🤖 AI Summary
This study investigates how the diversity of synthetic data generated by large language models (LLMs) affects downstream model fine-tuning performance under data-scarce and high-labeling-cost regimes. Method: We conduct controlled experiments systematically varying both the diversity level of LLM-generated data and the mixing ratio of real versus synthetic samples, while holding other factors constant. Contribution/Results: We find a nonlinear relationship between synthetic-data diversity and downstream performance: moderate diversity significantly improves few-shot model accuracy, whereas excessive diversity degrades performance due to increased noise and distributional shift.
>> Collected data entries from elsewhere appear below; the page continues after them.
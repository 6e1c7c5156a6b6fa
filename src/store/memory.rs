//! In-memory store backed by a copy-on-write B-tree
//!
//! Commits replace the shared map through `Arc::make_mut`, so a snapshot is
//! just a clone of the current `Arc`: taking one never waits on another
//! snapshot and never sees commits that happen afterwards.

use super::{Cursor, Snapshot, Store, WriteBatch};
use crate::error::StoreError;
use crate::types::BatchLimits;
use parking_lot::RwLock;
use std::collections::btree_map;
use std::collections::BTreeMap;
use std::ops::Bound;
use std::sync::Arc;

type Records = BTreeMap<Vec<u8>, Vec<u8>>;

#[derive(Debug, Default)]
pub struct MemStore {
    data: RwLock<Arc<Records>>,
    limits: BatchLimits,
}

impl MemStore {
    pub fn new() -> Self {
        MemStore::default()
    }

    pub fn with_limits(limits: BatchLimits) -> Self {
        MemStore {
            data: RwLock::new(Arc::new(BTreeMap::new())),
            limits,
        }
    }

    /// Number of stored records
    pub fn len(&self) -> usize {
        self.data.read().len()
    }

    pub fn is_empty(&self) -> bool {
        self.data.read().is_empty()
    }
}

impl Store for MemStore {
    type Snapshot = MemSnapshot;

    fn begin_batch(&self) -> WriteBatch {
        WriteBatch::new(self.limits)
    }

    fn commit(&self, batch: WriteBatch) -> Result<(), StoreError> {
        if batch.is_empty() {
            return Ok(());
        }
        let mut data = self.data.write();
        Arc::make_mut(&mut data).extend(batch.into_entries());
        Ok(())
    }

    fn snapshot(&self) -> Result<MemSnapshot, StoreError> {
        Ok(MemSnapshot {
            data: Arc::clone(&self.data.read()),
        })
    }
}

/// Frozen view of a [`MemStore`]
#[derive(Debug, Clone)]
pub struct MemSnapshot {
    data: Arc<Records>,
}

impl Snapshot for MemSnapshot {
    type Cursor<'a> = MemCursor<'a>;

    fn get(&self, key: &[u8]) -> Result<Option<Vec<u8>>, StoreError> {
        Ok(self.data.get(key).cloned())
    }

    fn scan_prefix(&self, prefix: &[u8]) -> Result<MemCursor<'_>, StoreError> {
        let data: &Records = self.data.as_ref();
        Ok(MemCursor {
            data,
            prefix: prefix.to_vec(),
            range: data.range::<[u8], _>((Bound::Included(prefix), Bound::Unbounded)),
            done: false,
        })
    }
}

pub struct MemCursor<'a> {
    data: &'a Records,
    prefix: Vec<u8>,
    range: btree_map::Range<'a, Vec<u8>, Vec<u8>>,
    done: bool,
}

impl Cursor for MemCursor<'_> {
    fn seek(&mut self, key: &[u8]) -> Result<(), StoreError> {
        let start = if key < self.prefix.as_slice() {
            self.prefix.as_slice()
        } else {
            key
        };
        let data = self.data;
        self.range = data.range::<[u8], _>((Bound::Included(start), Bound::Unbounded));
        self.done = false;
        Ok(())
    }

    fn next_record(&mut self) -> Result<Option<(Vec<u8>, Vec<u8>)>, StoreError> {
        if self.done {
            return Ok(None);
        }
        match self.range.next() {
            Some((key, value)) if key.starts_with(&self.prefix) => Ok(Some((key.clone(), value.clone()))),
            _ => {
                self.done = true;
                Ok(None)
            }
        }
    }
}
Based on this, we propose a new “quality-over-quantity” paradigm for synthetic data curation, emphasizing that diversity must be aligned with the target task’s data distribution. Empirical results demonstrate that, when distributional shift is limited, optimizing synthetic-data diversity serves as an efficient and effective alternative to manual annotation—achieving competitive performance with substantially reduced labeling effort.
📝 Abstract
With the remarkable generative capabilities of large language models (LLMs), using LLM-generated data to train downstream models has emerged as a promising approach to mitigate data scarcity in specific domains and reduce time-consuming annotations. However, recent studies have highlighted a critical issue: iterative training on self-generated data results in model collapse, where model performance degrades over time. Despite extensive research on the implications of LLM-generated data, these works often neglect the importance of data diversity, a key factor in data quality. In this work, we aim to understand the implications of the diversity of LLM-generated data on downstream model performance. Specifically, we explore how varying levels of diversity in LLM-generated data affect downstream model performance. Additionally, we investigate the performance of models trained on data that mixes different proportions of LLM-generated data, which we refer to as synthetic data. Our experimental results show that, with minimal distribution shift, moderately diverse LLM-generated data can enhance model performance in scenarios with insufficient labeled data, whereas highly diverse generated data has a negative impact. We hope our empirical findings will offer valuable guidance for future studies on LLMs as data generators.